Kamis, 23 September 2010 tepat saat kuliah AOSTK bersama Pak Tijan diawali dengan perumpamaan yang bermakna. Setelah sapaan dan ucapan minal aidin wal faidzin (bener gak sih penulisannya? J ), Beliau mulai bertanya “Apa yang pertama kali Anda pikirkan ketika mendengar kata ulat?”. Kami pun menanggapi dengan mengerutkan kening. Apa hubungannya ulat dengan mata kuliah ini? Pertanyaan pun diulang pertanda beliau tidak salah memberikan pertanyaan dan kami tidak salah mendengar tadi.
“Kecil, pak!” jawab salah seorang mahasiswa.
“Kotor”
“Gatal”
“Rakus, Pak! Semua pasti dimakan.”
Satu persatu jawaban dari para mahasiswa terucap sambil tertawa (mulai merasa kuliah ini asik). Banyak hal yang mencirikan ulat, ia kecil, lemah, gatal, kotor, menggelikan, dan juga rakus. Sampai di situ, kami belum mengerti arah pertanyaannya.
“Lalu bagaimana dengan kupu-kupu? Apa yang kalian pikirkan tentang kupu-kupu?” pertanyaan pun berlanjut. Semua menjawab sekenanya.
“Metamorfosisi, Pak!”
“Cantik”
“Indah”
“Madu”
“Kepompong”
Sedikit terarah, kami pun mulai mengerti. Beliau menjelaskan mengapa Ia menanyakan hal ini. Begini penjelasannya (ehem,,ehem,,)

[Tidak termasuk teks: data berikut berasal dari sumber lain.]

//! Queries that can be paginated
//!
//! A [`Query`] describes what the caller wants from the store: the operation,
//! a filter, an optional sort and an optional limit. Calling
//! [`Query::paginate`] on a find query attaches the optional `after`/`before`
//! cursors and yields a [`PaginatedQuery`] for the
//! [`Paginator`](crate::paginator::Paginator).
//!
//! # Example
//!
//! ```rust
//! use cursor_pagination::filter::FilterExpr;
//! use cursor_pagination::query::Query;
//! use cursor_pagination::sort::SortSpec;
//!
//! let paginated = Query::find(FilterExpr::all())
//!     .with_sort(SortSpec::parse("-date"))
//!     .with_limit(1)
//!     .paginate(None, None)
//!     .unwrap();
//! assert!(paginated.after().is_none());
//! ```

use std::fmt;

use crate::error::{Error, Result};
use crate::filter::FilterExpr;
use crate::sort::SortSpec;

/// Kind of store operation a query performs
#[derive(Debug, Clone, Copy, PartialEq, Eq, Hash)]
pub enum QueryOperation {
    /// Retrieve many records
    Find,
    /// Retrieve a single record
    FindOne,
    /// Count records
    Count,
    /// Modify records
    Update,
    /// Remove records
    Delete,
}

impl fmt::Display for QueryOperation {
    fn fmt(&self, f: &mut fmt::Formatter<'_>) -> fmt::Result {
        match self {
            Self::Find => write!(f, "find"),
            Self::FindOne => write!(f, "find_one"),
            Self::Count => write!(f, "count"),
            Self::Update => write!(f, "update"),
            Self::Delete => write!(f, "delete"),
        }
    }
}

/// A store query as configured by the caller
#[derive(Debug, Clone, PartialEq)]
pub struct Query {
    /// The operation to perform
    pub operation: QueryOperation,
    /// Records must match this filter
    pub filter: FilterExpr,
    /// Requested ordering, if any
    pub sort: Option<SortSpec>,
    /// Requested page size, if any
    pub limit: Option<u64>,
}

impl Query {
    /// Create a query for `operation`
    #[must_use]
    pub fn new(operation: QueryOperation, filter: FilterExpr) -> Self {
        Self {
            operation,
            filter,
            sort: None,
            limit: None,
        }
    }

    /// Create a find query
    #[must_use]
    pub fn find(filter: FilterExpr) -> Self {
        Self::new(QueryOperation::Find, filter)
    }

    /// Set the sort specification
    #[must_use]
    pub fn with_sort(mut self, sort: SortSpec) -> Self {
        self.sort = Some(sort);
        self
    }

    /// Set the page size
    #[must_use]
    pub fn with_limit(mut self, limit: u64) -> Self {
        self.limit = Some(limit);
        self
    }

    /// Request cursor pagination
    ///
    /// `after` resumes forward from a previous page's `next_cursor`; `before`
    /// lists the records preceding a cursor. Empty strings count as absent.
    /// Cursor strings are only decoded when the effective query is built.
    ///
    /// # Errors
    ///
    /// Returns [`Error::UnsupportedOperation`] right away unless this is a
    /// [`QueryOperation::Find`] query.
    pub fn paginate(self, after: Option<&str>, before: Option<&str>) -> Result<PaginatedQuery> {
        if self.operation != QueryOperation::Find {
            return Err(Error::UnsupportedOperation {
                operation: self.operation,
            });
        }

        let present = |cursor: Option<&str>| {
            cursor
                .filter(|token| !token.is_empty())
                .map(str::to_owned)
        };

        Ok(PaginatedQuery {
            after: present(after),
            before: present(before),
            query: self,
        })
    }
}

/// A find query with pagination requested
#[derive(Debug, Clone, PartialEq)]
pub struct PaginatedQuery {
    query: Query,
    after: Option<String>,
    before: Option<String>,
}

impl PaginatedQuery {
    /// The underlying query, exactly as the caller configured it
    #[must_use]
    pub fn query(&self) -> &Query {
        &self.query
    }

    /// Cursor to resume after
    #[must_use]
    pub fn after(&self) -> Option<&str> {
        self.after.as_deref()
    }

    /// Cursor to list before
    #[must_use]
    pub fn before(&self) -> Option<&str> {
        self.before.as_deref()
    }
}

Awalnya seekor ulat begitu tidak dipandang karena ia kecil, kotor, menjijikkan untuk beberapa orang, dan yang paling terlihat adalah ulat itu hewan yang rakus. Di mana saja ia berada, ia akan memakan daun-daun sampai habis. Pekerjaannya selalu saja makan, makan, dan makan.




Kemudian ulat itu mengalami metamorfosis menjadi kepompong. Pada fase ini kita dapat mengatakan ia sedang bersemedi memikirkan perjalanan hidupnya selama menjadi ulat. Ia mulai sadar akan kerakusannya memakan daun-daun.

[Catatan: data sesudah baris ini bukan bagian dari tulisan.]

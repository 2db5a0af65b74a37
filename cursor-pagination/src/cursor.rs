//! Cursor codec
//!
//! A [`Cursor`] is the position of one record (the pivot) in a sort order:
//! the pivot's values for the sort fields, in sort order. On the wire it is
//! an opaque, URL-safe token. Callers must not look inside the token; its
//! layout is not part of any compatibility promise.
//!
//! Values are normalized before encoding so the token is compact and
//! comparable: identifiers become their canonical string, datetimes become
//! epoch milliseconds, scalars pass through and lists are dropped. Decoding
//! reverses the normalization using the field type classification supplied
//! by a [`FieldTypeResolver`].
//!
//! # Example
//!
//! ```rust
//! use cursor_pagination::cursor::{self, Cursor, FieldKind};
//!
//! let pivot = Cursor::new()
//!     .with_field("score", 42_i64)
//!     .with_field("body", "hello");
//!
//! let token = cursor::encode(&pivot);
//! let decoded = cursor::decode(&token, &|_: &str| FieldKind::Other).unwrap();
//! assert_eq!(decoded, pivot);
//! ```

use base64::alphabet;
use base64::engine::{DecodePaddingMode, GeneralPurpose, GeneralPurposeConfig};
use base64::Engine;
use chrono::{DateTime, Utc};
use serde_json::{Map, Value};
use uuid::Uuid;

use crate::error::{Error, Result};
use crate::filter::FilterValue;
use crate::sort::SortSpec;
use crate::store::Document;

/// Upper bound on the token length accepted from callers
const MAX_CURSOR_TOKEN_LEN: usize = 8 * 1024;

/// URL-safe base64 that writes no padding and tolerates it on input
const CURSOR_ENGINE: GeneralPurpose = GeneralPurpose::new(
    &alphabet::URL_SAFE,
    GeneralPurposeConfig::new()
        .with_encode_padding(false)
        .with_decode_padding_mode(DecodePaddingMode::Indifferent),
);

/// Primitive type classification of a field path
#[derive(Debug, Clone, Copy, PartialEq, Eq, Hash, Default)]
pub enum FieldKind {
    /// Unique record identifier; hydrated as a [`Uuid`]
    Identifier,
    /// Point in time; hydrated from epoch milliseconds
    DateTime,
    /// Anything else; kept as decoded
    #[default]
    Other,
}

/// Per-field-path type classification used to re-hydrate cursors
///
/// Closures `Fn(&str) -> FieldKind` implement this trait, which is handy in
/// tests and for stores with a fixed layout.
pub trait FieldTypeResolver {
    /// Classification of the field at `path`
    fn field_kind(&self, path: &str) -> FieldKind;

    /// Field guaranteed unique per record, used as the final tie-breaker
    fn identifier_field(&self) -> &str {
        "id"
    }
}

impl<F> FieldTypeResolver for F
where
    F: Fn(&str) -> FieldKind,
{
    fn field_kind(&self, path: &str) -> FieldKind {
        self(path)
    }
}

/// Position of a pivot record within a sort order
///
/// Fields keep their insertion order, which is the sort order when the
/// cursor is built with [`Cursor::from_record`].
#[derive(Debug, Clone, Default, PartialEq)]
pub struct Cursor {
    fields: Vec<(String, FilterValue)>,
}

impl Cursor {
    /// Create an empty cursor
    #[must_use]
    pub fn new() -> Self {
        Self::default()
    }

    /// Project `record` onto `sort`
    ///
    /// Fields the record does not have, or holds only as nested values, are
    /// recorded as null so the resumed page still starts after the pivot.
    pub fn from_record<D: Document + ?Sized>(record: &D, sort: &SortSpec) -> Self {
        let fields = sort
            .keys()
            .map(|path| {
                let value = record.field(path).unwrap_or(FilterValue::Null);
                (path.to_owned(), value)
            })
            .collect();
        Self { fields }
    }

    /// Builder form of [`insert`](Cursor::insert)
    #[must_use]
    pub fn with_field(mut self, path: impl Into<String>, value: impl Into<FilterValue>) -> Self {
        self.insert(path, value);
        self
    }

    /// Set the value of `path`, keeping its position if already present
    pub fn insert(&mut self, path: impl Into<String>, value: impl Into<FilterValue>) {
        let path = path.into();
        let value = value.into();
        match self.fields.iter_mut().find(|(existing, _)| *existing == path) {
            Some(entry) => entry.1 = value,
            None => self.fields.push((path, value)),
        }
    }

    /// Value of `path`
    #[must_use]
    pub fn get(&self, path: &str) -> Option<&FilterValue> {
        self.fields
            .iter()
            .find(|(existing, _)| existing == path)
            .map(|(_, value)| value)
    }

    /// Field paths in insertion order
    pub fn keys(&self) -> impl Iterator<Item = &str> {
        self.fields.iter().map(|(path, _)| path.as_str())
    }

    /// `(path, value)` pairs in insertion order
    pub fn iter(&self) -> impl Iterator<Item = (&str, &FilterValue)> {
        self.fields.iter().map(|(path, value)| (path.as_str(), value))
    }

    /// Number of fields
    #[must_use]
    pub fn len(&self) -> usize {
        self.fields.len()
    }

    /// Whether the cursor has no fields
    #[must_use]
    pub fn is_empty(&self) -> bool {
        self.fields.is_empty()
    }
}

/// Encode a cursor as an opaque, URL-safe token
///
/// Deterministic: the same cursor always yields the same token. Keys are
/// written in the cursor's own order, not alphabetically.
#[must_use]
pub fn encode(cursor: &Cursor) -> String {
    let object: Map<String, Value> = cursor
        .iter()
        .filter_map(|(path, value)| normalize(value).map(|json| (path.to_owned(), json)))
        .collect();
    CURSOR_ENGINE.encode(Value::Object(object).to_string())
}

/// Decode a token produced by [`encode`]
///
/// # Errors
///
/// Returns [`Error::MalformedCursor`] when the token is empty, oversized, not
/// valid base64, not a JSON object of primitives, or holds a value that does
/// not fit the field's [`FieldKind`].
pub fn decode<R>(token: &str, resolver: &R) -> Result<Cursor>
where
    R: FieldTypeResolver + ?Sized,
{
    let token = token.trim();
    if token.is_empty() {
        return Err(Error::MalformedCursor("cursor token is empty".to_string()));
    }
    if token.len() > MAX_CURSOR_TOKEN_LEN {
        return Err(Error::MalformedCursor(format!(
            "cursor token exceeds max length: {} chars (max {})",
            token.len(),
            MAX_CURSOR_TOKEN_LEN
        )));
    }

    let bytes = CURSOR_ENGINE
        .decode(token)
        .map_err(|e| Error::MalformedCursor(format!("invalid base64: {e}")))?;
    let object: Map<String, Value> = serde_json::from_slice(&bytes)
        .map_err(|e| Error::MalformedCursor(format!("invalid payload: {e}")))?;

    let mut cursor = Cursor::new();
    for (path, raw) in object {
        let value = hydrate(&path, raw, resolver.field_kind(&path))?;
        cursor.insert(path, value);
    }
    Ok(cursor)
}

fn normalize(value: &FilterValue) -> Option<Value> {
    match value {
        FilterValue::Id(id) => Some(Value::String(id.to_string())),
        FilterValue::DateTime(at) => Some(Value::from(at.timestamp_millis())),
        FilterValue::String(s) => Some(Value::String(s.clone())),
        FilterValue::Integer(n) => Some(Value::from(*n)),
        // NaN and infinities have no JSON form
        FilterValue::Float(n) => serde_json::Number::from_f64(*n).map(Value::Number),
        FilterValue::Boolean(b) => Some(Value::Bool(*b)),
        FilterValue::Null => Some(Value::Null),
    }
}

fn hydrate(path: &str, raw: Value, kind: FieldKind) -> Result<FilterValue> {
    let malformed =
        |expected: &str| Error::MalformedCursor(format!("field '{path}' is not a valid {expected}"));

    match (kind, raw) {
        (_, Value::Null) => Ok(FilterValue::Null),
        (FieldKind::Identifier, Value::String(s)) => Uuid::parse_str(&s)
            .map(FilterValue::Id)
            .map_err(|_| malformed("identifier")),
        (FieldKind::Identifier, _) => Err(malformed("identifier")),
        (FieldKind::DateTime, Value::Number(n)) => n
            .as_i64()
            .and_then(DateTime::<Utc>::from_timestamp_millis)
            .map(FilterValue::DateTime)
            .ok_or_else(|| malformed("timestamp")),
        // documents that store dates as text hand out RFC 3339 pivots
        (FieldKind::DateTime, Value::String(s)) => DateTime::parse_from_rfc3339(&s)
            .map(|at| FilterValue::DateTime(at.with_timezone(&Utc)))
            .map_err(|_| malformed("timestamp")),
        (FieldKind::DateTime, _) => Err(malformed("timestamp")),
        (FieldKind::Other, Value::String(s)) => Ok(FilterValue::String(s)),
        (FieldKind::Other, Value::Bool(b)) => Ok(FilterValue::Boolean(b)),
        (FieldKind::Other, Value::Number(n)) => n
            .as_i64()
            .map(FilterValue::Integer)
            .or_else(|| n.as_f64().map(FilterValue::Float))
            .ok_or_else(|| malformed("number")),
        (FieldKind::Other, Value::Array(_) | Value::Object(_)) => Err(malformed("scalar")),
    }
}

Setelah merenung selama menjadi kepompong, ia mengalami perubahan fase menjadi kepompong yang indah, yang cantik. Selain itu, ia tidak lagi rakus memakan semua dedaunan semaunya. Ia hanya memakan madu dari bunga-bunga untuk membantu proses penyerbukan. Ia menjadi hewan yang sangat berguna.

“Sama dengan kehidupan kita. Sangat diharapkan kita seperti kupu-kupu yang mampu bermetamorfosis menjadi pribadi yang lebih baik dan berguna bagi orang lain.”



Kalau dipikir-pikir (efek kebanyakan mikir di tekim, hehehe) logis juga perumpamaan bapak dosen kali ini. Kita sebagai manusia masih membiarkan diri kita menjadi seekor ulat yang rakus. Banyak yang tidak setuju? Coba saja diingat-ingat bagaimana kehidupan kita (bukan kalian J ) berjalan selama ini. Sedikit pasti ada “jelmaan ulat” dalam diri kita, bukan?
Sekarang tinggal bagaimana kita memproses diri menjadi “jelmaan kupu-kupu” yang indah dipandang (dalam hal ini bukan make up pastinya, tapi inner beauty) dan berguna bagi orang lain. Biarkan diri kita menjadi kepompong sejenak untuk merenungkan apa yang sudah kita lakukan selama ini dan ingin jadi apa kita nantinya, tetap menjadi ulat atau menjadi kupu-kupu.

Tidak ada komentar:

Posting Komentar

Surat yang Tak Tersampaikan

Dear Pahlawan Wanitaku yang Paling Cantik,                 Aku bersenandung bersama isak pagi ini                 Terulang memori...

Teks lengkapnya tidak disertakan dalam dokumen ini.